NMDA and AMPA receptors are involved in the antidepressant-like activity of tianeptine in the forced swim test in mice.

机构信息

Department of Animal Physiology, Institute of Biology and Biochemistry, Maria Curie Skłodowska University, Akademicka 19, PL 20-033 Lublin, Poland.

出版信息

Pharmacol Rep. 2011;63(6):1526-32. doi: 10.1016/s1734-1140(11)70716-2.
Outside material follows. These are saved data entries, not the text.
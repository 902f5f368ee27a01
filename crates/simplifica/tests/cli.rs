//! End-to-end CLI integration tests
//!
//! These tests invoke the compiled binary as a subprocess to verify
//! that the CLI behaves correctly from a user's perspective.

use assert_cmd::Command;
use predicates::prelude::*;

/// Returns a Command configured to run our binary.
///
/// Note: `cargo_bin` is marked deprecated for edge cases involving custom
/// cargo build directories, but works correctly for standard project layouts.
#[allow(deprecated)]
fn cmd() -> Command {
    Command::cargo_bin(env!("CARGO_PKG_NAME")).unwrap()
}

// =============================================================================
// Help & Version
// =============================================================================

#[test]
fn help_flag_shows_usage() {
    cmd()
        .arg("--help")
        .assert()
        .success()
        .stdout(predicate::str::contains("Usage:"))
        .stdout(predicate::str::contains("Commands:"))
        .stdout(predicate::str::contains("Options:"));
}

#[test]
fn short_help_flag_shows_usage() {
    cmd()
        .arg("-h")
        .assert()
        .success()
        .stdout(predicate::str::contains("Usage:"));
}

#[test]
fn version_flag_shows_version() {
    cmd()
        .arg("--version")
        .assert()
        .success()
        .stdout(predicate::str::contains(env!("CARGO_PKG_VERSION")));
}

#[test]
fn short_version_flag_shows_version() {
    cmd()
        .arg("-V")
        .assert()
        .success()
        .stdout(predicate::str::contains(env!("CARGO_PKG_VERSION")));
}

#[test]
fn version_only_prints_bare_version() {
    cmd()
        .arg("--version-only")
        .assert()
        .success()
        .stdout(predicate::str::diff(format!(
            "{}\n",
            env!("CARGO_PKG_VERSION")
        )));
}

// =============================================================================
// Info Command
// =============================================================================

#[test]
fn info_shows_package_name_and_version() {
    cmd()
        .arg("info")
        .assert()
        .success()
        .stdout(predicate::str::contains(env!("CARGO_PKG_NAME")))
        .stdout(predicate::str::contains(env!("CARGO_PKG_VERSION")));
}

#[test]
fn info_json_outputs_valid_json() {
    let output = cmd().arg("info").arg("--json").assert().success();

    let stdout = String::from_utf8_lossy(&output.get_output().stdout);
    let json: serde_json::Value =
        serde_json::from_str(&stdout).expect("info --json should output valid JSON");

    assert_eq!(json["name"], env!("CARGO_PKG_NAME"));
    assert_eq!(json["version"], env!("CARGO_PKG_VERSION"));
}

#[test]
fn info_json_contains_expected_fields() {
    cmd()
        .arg("info")
        .arg("--json")
        .assert()
        .success()
        .stdout(predicate::str::contains("\"name\""))
        .stdout(predicate::str::contains("\"version\""));
}

#[test]
fn info_help_shows_command_options() {
    cmd()
        .args(["info", "--help"])
        .assert()
        .success()
        .stdout(predicate::str::contains("--json"));
}

// =============================================================================
// Global Flags
// =============================================================================

#[test]
fn quiet_flag_accepted() {
    cmd().args(["--quiet", "info"]).assert().success();
}

#[test]
fn short_quiet_flag_accepted() {
    cmd().args(["-q", "info"]).assert().success();
}

#[test]
fn verbose_flag_accepted() {
    cmd().args(["--verbose", "info"]).assert().success();
}

#[test]
fn short_verbose_flag_accepted() {
    cmd().args(["-v", "info"]).assert().success();
}

#[test]
fn multiple_verbose_flags_accepted() {
    cmd().args(["-vv", "info"]).assert().success();
}

#[test]
fn color_auto_accepted() {
    cmd().args(["--color", "auto", "info"]).assert().success();
}

#[test]
fn color_always_accepted() {
    cmd().args(["--color", "always", "info"]).assert().success();
}

#[test]
fn color_never_accepted() {
    cmd().args(["--color", "never", "info"]).assert().success();
}

// =============================================================================
// Fixtures
// =============================================================================

const EASY: &str = "O gato dorme no sofá. O cão corre no parque.";
const MIXED: &str =
    "Frase simples. Frase muito mais complicada e extensa que deveria ser marcada.";
const HARD: &str = "Administrativamente, a implementação governamental experimentou \
                    dificuldades operacionais consideráveis.";

/// Write `content` to a file named `name` in a fresh temp dir.
fn fixture(name: &str, content: &str) -> (tempfile::TempDir, std::path::PathBuf) {
    let dir = tempfile::tempdir().unwrap();
    let path = dir.path().join(name);
    std::fs::write(&path, content).unwrap();
    (dir, path)
}

/// A command whose persisted key lives in `dir` and ignores any key in the
/// caller's environment.
fn isolated(dir: &std::path::Path) -> Command {
    let mut c = cmd();
    c.env("SIMPLIFICA_SETTINGS_FILE", dir.join("settings.json"))
        .env_remove("SIMPLIFICA_API_KEY");
    c
}

// =============================================================================
// Score Command
// =============================================================================

#[test]
fn score_easy_text() {
    let (_dir, path) = fixture("easy.txt", EASY);
    cmd()
        .args(["score", path.to_str().unwrap()])
        .assert()
        .success()
        .stdout(predicate::str::contains("Muito Simples"));
}

#[test]
fn score_json_has_tier() {
    let (_dir, path) = fixture("easy.txt", EASY);
    let output = cmd()
        .args(["score", "--json", path.to_str().unwrap()])
        .assert()
        .success();
    let json: serde_json::Value =
        serde_json::from_slice(&output.get_output().stdout).expect("valid JSON");
    assert_eq!(json["readability"]["tier"], "easy");
    assert_eq!(json["below_min"], false);
}

#[test]
fn score_below_min_fails() {
    let (_dir, path) = fixture("hard.txt", HARD);
    cmd()
        .args(["score", "--min-score", "50", path.to_str().unwrap()])
        .assert()
        .failure()
        .stderr(predicate::str::contains("scores"));
}

#[test]
fn score_short_text_is_reported_not_failed() {
    let (_dir, path) = fixture("short.txt", "Oi.");
    cmd()
        .args(["score", path.to_str().unwrap()])
        .assert()
        .success()
        .stdout(predicate::str::contains("too short"));
}

#[test]
fn score_markdown_ignores_code() {
    let content = format!("{EASY}\n\n```\nAdministrativamente governamental.\n```\n");
    let (_dir, path) = fixture("doc.md", &content);
    let output = cmd()
        .args(["score", "--json", path.to_str().unwrap()])
        .assert()
        .success();
    let json: serde_json::Value =
        serde_json::from_slice(&output.get_output().stdout).expect("valid JSON");
    assert_eq!(json["readability"]["word_count"], 10);
}

#[test]
fn score_missing_file_fails() {
    cmd()
        .args(["score", "/nonexistent/texto.txt"])
        .assert()
        .failure()
        .stderr(predicate::str::contains("failed to read"));
}

// =============================================================================
// Segment Command
// =============================================================================

#[test]
fn segment_lists_sentences() {
    let (_dir, path) = fixture("mixed.txt", MIXED);
    let output = cmd()
        .args(["segment", "--json", path.to_str().unwrap()])
        .assert()
        .success();
    let json: serde_json::Value =
        serde_json::from_slice(&output.get_output().stdout).expect("valid JSON");
    let units = json.as_array().unwrap();
    assert_eq!(units.len(), 2);
    assert_eq!(units[0]["text"], "Frase simples.");
    assert_eq!(units[0]["start"], 0);
}

#[test]
fn segment_keeps_abbreviations_together() {
    let (_dir, path) = fixture("abbr.txt", "O Sr. Silva chegou cedo. Depois saiu.");
    cmd()
        .args(["segment", path.to_str().unwrap()])
        .assert()
        .success()
        .stdout(predicate::str::contains("O Sr. Silva chegou cedo."));
}

#[test]
fn segment_rejects_unknown_strategy() {
    let (_dir, path) = fixture("mixed.txt", MIXED);
    cmd()
        .args(["segment", "--segmenter", "icu", path.to_str().unwrap()])
        .assert()
        .failure()
        .stderr(predicate::str::contains("error:"));
}

// =============================================================================
// Highlight Command
// =============================================================================

#[test]
fn highlight_flags_the_medium_sentence() {
    let (_dir, path) = fixture("mixed.txt", MIXED);
    cmd()
        .args(["--color", "never", "highlight", path.to_str().unwrap()])
        .assert()
        .success()
        .stdout(predicate::str::contains("extensa que deveria"))
        .stdout(predicate::str::contains("1 of 2 sentences flagged (0 hard)"));
}

#[test]
fn highlight_json_includes_markers() {
    let (_dir, path) = fixture("mixed.txt", MIXED);
    let output = cmd()
        .args(["highlight", "--json", path.to_str().unwrap()])
        .assert()
        .success();
    let json: serde_json::Value =
        serde_json::from_slice(&output.get_output().stdout).expect("valid JSON");
    assert_eq!(json["flagged"].as_array().unwrap().len(), 1);
    let markers = json["markers"].as_array().unwrap();
    assert_eq!(markers.len(), 1);
    assert!(!markers[0]["boxes"].as_array().unwrap().is_empty());
}

#[test]
fn highlight_fail_on_hard() {
    let (_dir, path) = fixture("hard.txt", HARD);
    cmd()
        .args(["highlight", "--fail-on-hard", path.to_str().unwrap()])
        .assert()
        .failure()
        .stderr(predicate::str::contains("hard sentence"));
}

// =============================================================================
// Apply Command
// =============================================================================

#[test]
fn apply_prints_edited_text() {
    let (_dir, path) = fixture("mixed.txt", MIXED);
    cmd()
        .args([
            "apply",
            path.to_str().unwrap(),
            "--old",
            "Frase muito mais complicada e extensa que deveria ser marcada.",
            "--new",
            "Frase longa.",
        ])
        .assert()
        .success()
        .stdout(predicate::str::diff("Frase simples. Frase longa."));
}

#[test]
fn apply_write_updates_file() {
    let (_dir, path) = fixture("mixed.txt", MIXED);
    cmd()
        .args([
            "apply",
            path.to_str().unwrap(),
            "--old",
            "Frase simples.",
            "--new",
            "Frase curta.",
            "--write",
        ])
        .assert()
        .success();
    let edited = std::fs::read_to_string(&path).unwrap();
    assert!(edited.starts_with("Frase curta. Frase muito"));
}

#[test]
fn apply_missing_sentence_fails() {
    let (_dir, path) = fixture("mixed.txt", MIXED);
    cmd()
        .args(["apply", path.to_str().unwrap(), "--old", "Ausente.", "--new", "Outra."])
        .assert()
        .failure()
        .stderr(predicate::str::contains("could not find the original text"));
}

// =============================================================================
// Key Command
// =============================================================================

#[test]
fn key_round_trip() {
    let dir = tempfile::tempdir().unwrap();
    isolated(dir.path())
        .args(["key", "set", "sk-or-v1-0123456789abcdef"])
        .assert()
        .success();
    isolated(dir.path())
        .args(["key", "show"])
        .assert()
        .success()
        .stdout(predicate::str::contains("sk-or-...cdef"))
        .stdout(predicate::str::contains("0123456789").not());
    isolated(dir.path()).args(["key", "clear"]).assert().success();
    isolated(dir.path())
        .args(["key", "show"])
        .assert()
        .success()
        .stdout(predicate::str::contains("not configured"));
}

#[test]
fn key_set_rejects_foreign_keys() {
    let dir = tempfile::tempdir().unwrap();
    isolated(dir.path())
        .args(["key", "set", "not-a-key"])
        .assert()
        .failure()
        .stderr(predicate::str::contains("sk-or-"));
    assert!(!dir.path().join("settings.json").exists());
}

#[test]
fn key_message_speaks_the_settings_protocol() {
    let dir = tempfile::tempdir().unwrap();
    isolated(dir.path())
        .args(["key", "message", r#"{"action":"updateApiKey","apiKey":"sk-or-abc"}"#])
        .assert()
        .success()
        .stdout(predicate::str::contains(r#""success":true"#));
    isolated(dir.path())
        .args(["key", "message", r#"{"action":"getApiKey"}"#])
        .assert()
        .success()
        .stdout(predicate::str::contains(r#""apiKey":"sk-or-abc""#));
}

// =============================================================================
// Suggest Command
// =============================================================================

#[test]
fn suggest_without_key_fails_before_any_request() {
    let dir = tempfile::tempdir().unwrap();
    isolated(dir.path())
        .env("SIMPLIFICA_ENDPOINT", "http://127.0.0.1:9/unreachable")
        .args(["suggest", MIXED])
        .assert()
        .failure()
        .stderr(predicate::str::contains("API Key não configurada"));
}

// =============================================================================
// Error Cases
// =============================================================================

#[test]
fn no_subcommand_shows_help() {
    // arg_required_else_help makes clap print help to stderr and exit 2
    cmd()
        .assert()
        .code(2)
        .stderr(predicate::str::contains("Usage:"));
}

#[test]
fn invalid_subcommand_shows_error() {
    cmd()
        .arg("not-a-command")
        .assert()
        .failure()
        .stderr(predicate::str::contains("error:"));
}

#[test]
fn invalid_flag_shows_error() {
    cmd()
        .arg("--not-a-flag")
        .assert()
        .failure()
        .stderr(predicate::str::contains("error:"));
}

// =============================================================================
// Chdir Flag
// =============================================================================

#[test]
fn chdir_flag_changes_directory() {
    // The -C flag should be accepted and work without error
    // We use a path that definitely exists
    cmd().args(["-C", "/tmp", "info"]).assert().success();
}

#[test]
fn chdir_nonexistent_fails() {
    cmd()
        .args(["-C", "/nonexistent/path/that/does/not/exist", "info"])
        .assert()
        .failure();
}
DOI:10.1016/s1734-1140(11)70716-2
PMID:22358100
Abstract

It is known that tianeptine exhibits antidepressant-like activity. Its influence on the glutamatergic system is also known, but the mechanisms involved in this activity remain to be established. The aim of this study was to investigate the involvement of the glutamate pathway in the antidepressant-like action of tianeptine. We investigated the effects of N-methyl-D-aspartate (NMDA) and α-amino-3-hydroxy-5-methyl-4-isoxazole propionate (AMPA) receptor ligands on tianeptine-induced activity in the forced swim test (FST) in mice. The antidepressant-like activity of tianeptine (30 m/kg, ip) was significantly antagonized by D-serine (100 nmol/mouse icv) and NBQX (10 mg/kg, ip). Moreover, low, ineffective doses of the glycine/NMDA site antagonist L-701,324 (1 mg/kg, ip) administered together with low, ineffective doses of tianeptine (20 mg/kg, ip) exhibited a significant reduction of immobility time in the FST. These doses of the examined agents, which did have an effect in the FST, did not alter locomotor activity. The present study indicates that the antidepressant-like activity of tianeptine in the FST involves both NMDA and AMPA receptors and suggests that the interaction between serotonergic and glutamatergic transmission may play an important role in the action of tianeptine.

摘要

已知天普汀具有抗抑郁样活性。它对谷氨酸能系统的影响也已被知晓,但该活性涉及的机制仍有待确定。本研究旨在探究谷氨酸途径在天普汀抗抑郁样作用中的参与情况。我们研究了 N-甲基-D-天冬氨酸(NMDA)和α-氨基-3-羟基-5-甲基-4-异恶唑丙酸(AMPA)受体配体对天普汀在小鼠强迫游泳试验(FST)中诱导活性的影响。天普汀(30 m/kg,ip)的抗抑郁样活性被 D-丝氨酸(100 nmol/只,icv)和 NBQX(10 mg/kg,ip)显著拮抗。此外,低、无效剂量的甘氨酸/NMDA 位点拮抗剂 L-701,324(1 mg/kg,ip)与低、无效剂量的天普汀(20 mg/kg,ip)联合给药,在 FST 中表现出显著减少不动时间。这些剂量的受试药物在 FST 中具有作用,但不改变运动活性。本研究表明,天普汀在 FST 中的抗抑郁样活性涉及 NMDA 和 AMPA 受体,并表明 5-羟色胺能和谷氨酸能传递之间的相互作用可能在天普汀的作用中发挥重要作用。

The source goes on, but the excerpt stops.